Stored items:
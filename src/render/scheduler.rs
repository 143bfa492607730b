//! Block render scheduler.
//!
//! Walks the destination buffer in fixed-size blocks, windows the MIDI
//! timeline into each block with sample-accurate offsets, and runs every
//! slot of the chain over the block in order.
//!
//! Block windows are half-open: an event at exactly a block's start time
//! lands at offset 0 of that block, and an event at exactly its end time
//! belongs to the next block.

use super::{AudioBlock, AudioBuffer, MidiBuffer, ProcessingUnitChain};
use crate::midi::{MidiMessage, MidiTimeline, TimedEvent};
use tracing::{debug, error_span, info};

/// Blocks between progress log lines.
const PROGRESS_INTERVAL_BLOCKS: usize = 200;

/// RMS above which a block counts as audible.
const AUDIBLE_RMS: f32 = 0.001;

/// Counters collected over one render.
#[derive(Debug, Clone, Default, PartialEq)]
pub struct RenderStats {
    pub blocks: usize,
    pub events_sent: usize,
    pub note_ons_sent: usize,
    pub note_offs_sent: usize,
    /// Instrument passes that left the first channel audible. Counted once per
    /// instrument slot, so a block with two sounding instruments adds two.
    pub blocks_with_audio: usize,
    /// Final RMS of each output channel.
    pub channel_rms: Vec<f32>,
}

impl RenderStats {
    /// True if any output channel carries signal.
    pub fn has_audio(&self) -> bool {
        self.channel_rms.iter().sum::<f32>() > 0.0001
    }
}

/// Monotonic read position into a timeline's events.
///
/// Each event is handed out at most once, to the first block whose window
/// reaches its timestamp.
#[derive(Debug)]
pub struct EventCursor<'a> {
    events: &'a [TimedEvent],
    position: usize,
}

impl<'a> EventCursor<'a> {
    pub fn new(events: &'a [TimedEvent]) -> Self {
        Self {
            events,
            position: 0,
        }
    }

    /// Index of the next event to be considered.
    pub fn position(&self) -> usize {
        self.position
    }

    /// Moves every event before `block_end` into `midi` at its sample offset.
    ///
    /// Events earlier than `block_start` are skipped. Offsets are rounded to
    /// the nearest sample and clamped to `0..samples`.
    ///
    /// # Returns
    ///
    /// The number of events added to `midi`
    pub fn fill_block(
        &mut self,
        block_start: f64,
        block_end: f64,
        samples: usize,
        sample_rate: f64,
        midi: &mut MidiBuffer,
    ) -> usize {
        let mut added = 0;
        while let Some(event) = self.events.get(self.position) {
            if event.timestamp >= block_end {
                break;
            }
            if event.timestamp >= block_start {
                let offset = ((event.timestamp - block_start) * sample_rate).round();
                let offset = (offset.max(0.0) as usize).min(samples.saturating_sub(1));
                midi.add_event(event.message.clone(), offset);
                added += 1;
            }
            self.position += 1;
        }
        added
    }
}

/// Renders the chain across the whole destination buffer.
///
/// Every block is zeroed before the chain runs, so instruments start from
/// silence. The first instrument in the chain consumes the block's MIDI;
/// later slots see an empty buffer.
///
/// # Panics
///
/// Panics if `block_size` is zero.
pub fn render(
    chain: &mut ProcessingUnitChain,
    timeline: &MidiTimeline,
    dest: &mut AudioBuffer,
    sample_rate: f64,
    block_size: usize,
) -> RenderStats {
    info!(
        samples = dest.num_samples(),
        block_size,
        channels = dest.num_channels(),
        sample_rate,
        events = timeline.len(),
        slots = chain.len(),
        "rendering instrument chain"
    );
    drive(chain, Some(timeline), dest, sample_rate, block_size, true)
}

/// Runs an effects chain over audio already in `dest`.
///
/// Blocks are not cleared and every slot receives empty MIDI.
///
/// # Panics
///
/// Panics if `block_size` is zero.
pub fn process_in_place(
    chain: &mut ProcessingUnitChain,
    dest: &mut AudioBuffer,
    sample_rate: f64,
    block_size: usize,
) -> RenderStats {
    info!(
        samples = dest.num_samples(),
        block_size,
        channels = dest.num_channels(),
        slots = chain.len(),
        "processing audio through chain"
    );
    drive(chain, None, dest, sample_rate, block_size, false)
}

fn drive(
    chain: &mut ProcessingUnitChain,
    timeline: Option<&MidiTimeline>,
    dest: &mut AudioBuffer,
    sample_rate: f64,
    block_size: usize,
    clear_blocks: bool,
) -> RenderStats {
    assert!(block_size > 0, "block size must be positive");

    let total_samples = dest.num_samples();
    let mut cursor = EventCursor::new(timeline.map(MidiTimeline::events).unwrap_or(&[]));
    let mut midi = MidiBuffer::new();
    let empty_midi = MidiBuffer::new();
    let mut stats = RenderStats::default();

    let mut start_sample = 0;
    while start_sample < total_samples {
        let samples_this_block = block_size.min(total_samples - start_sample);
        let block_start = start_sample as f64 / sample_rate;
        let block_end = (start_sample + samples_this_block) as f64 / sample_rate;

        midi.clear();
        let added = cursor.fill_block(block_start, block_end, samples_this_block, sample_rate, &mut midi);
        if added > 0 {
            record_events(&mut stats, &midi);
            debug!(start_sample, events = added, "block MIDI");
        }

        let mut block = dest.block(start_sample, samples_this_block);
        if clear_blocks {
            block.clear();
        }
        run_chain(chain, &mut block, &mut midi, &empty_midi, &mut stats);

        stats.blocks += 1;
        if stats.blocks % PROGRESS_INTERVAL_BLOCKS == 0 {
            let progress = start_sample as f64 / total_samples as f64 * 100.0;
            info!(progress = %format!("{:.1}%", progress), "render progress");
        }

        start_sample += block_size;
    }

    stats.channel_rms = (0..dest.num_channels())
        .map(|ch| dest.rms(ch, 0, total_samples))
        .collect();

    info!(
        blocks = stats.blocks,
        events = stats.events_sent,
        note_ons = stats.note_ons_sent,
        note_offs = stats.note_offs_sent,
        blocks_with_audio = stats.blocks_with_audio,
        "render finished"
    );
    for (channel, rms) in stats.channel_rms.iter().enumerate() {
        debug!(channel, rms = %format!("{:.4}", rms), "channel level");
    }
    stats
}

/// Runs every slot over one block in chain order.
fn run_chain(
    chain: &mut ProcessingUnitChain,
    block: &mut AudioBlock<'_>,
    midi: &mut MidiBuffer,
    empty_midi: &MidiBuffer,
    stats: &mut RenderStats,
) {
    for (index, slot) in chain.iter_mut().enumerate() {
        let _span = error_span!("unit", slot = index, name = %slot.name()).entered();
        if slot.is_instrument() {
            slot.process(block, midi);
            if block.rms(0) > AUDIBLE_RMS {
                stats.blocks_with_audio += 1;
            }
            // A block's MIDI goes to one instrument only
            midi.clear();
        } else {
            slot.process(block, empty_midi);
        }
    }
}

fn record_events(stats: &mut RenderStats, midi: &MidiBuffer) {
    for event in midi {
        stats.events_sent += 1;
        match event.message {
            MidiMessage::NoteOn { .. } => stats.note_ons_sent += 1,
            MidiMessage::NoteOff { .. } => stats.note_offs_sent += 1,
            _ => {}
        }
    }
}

DIRECTIONS FOR THIS TASK: Take the lines above from the one containing "channel carries signal." to the one containing "to be considered." and retype them exactly, both ends included, with nothing added.

TASK ANSWER:
    /// True if any output channel carries signal.
    pub fn has_audio(&self) -> bool {
        self.channel_rms.iter().sum::<f32>() > 0.0001
    }
}

/// Monotonic read position into a timeline's events.
///
/// Each event is handed out at most once, to the first block whose window
/// reaches its timestamp.
#[derive(Debug)]
pub struct EventCursor<'a> {
    events: &'a [TimedEvent],
    position: usize,
}

impl<'a> EventCursor<'a> {
    pub fn new(events: &'a [TimedEvent]) -> Self {
        Self {
            events,
            position: 0,
        }
    }

    /// Index of the next event to be considered.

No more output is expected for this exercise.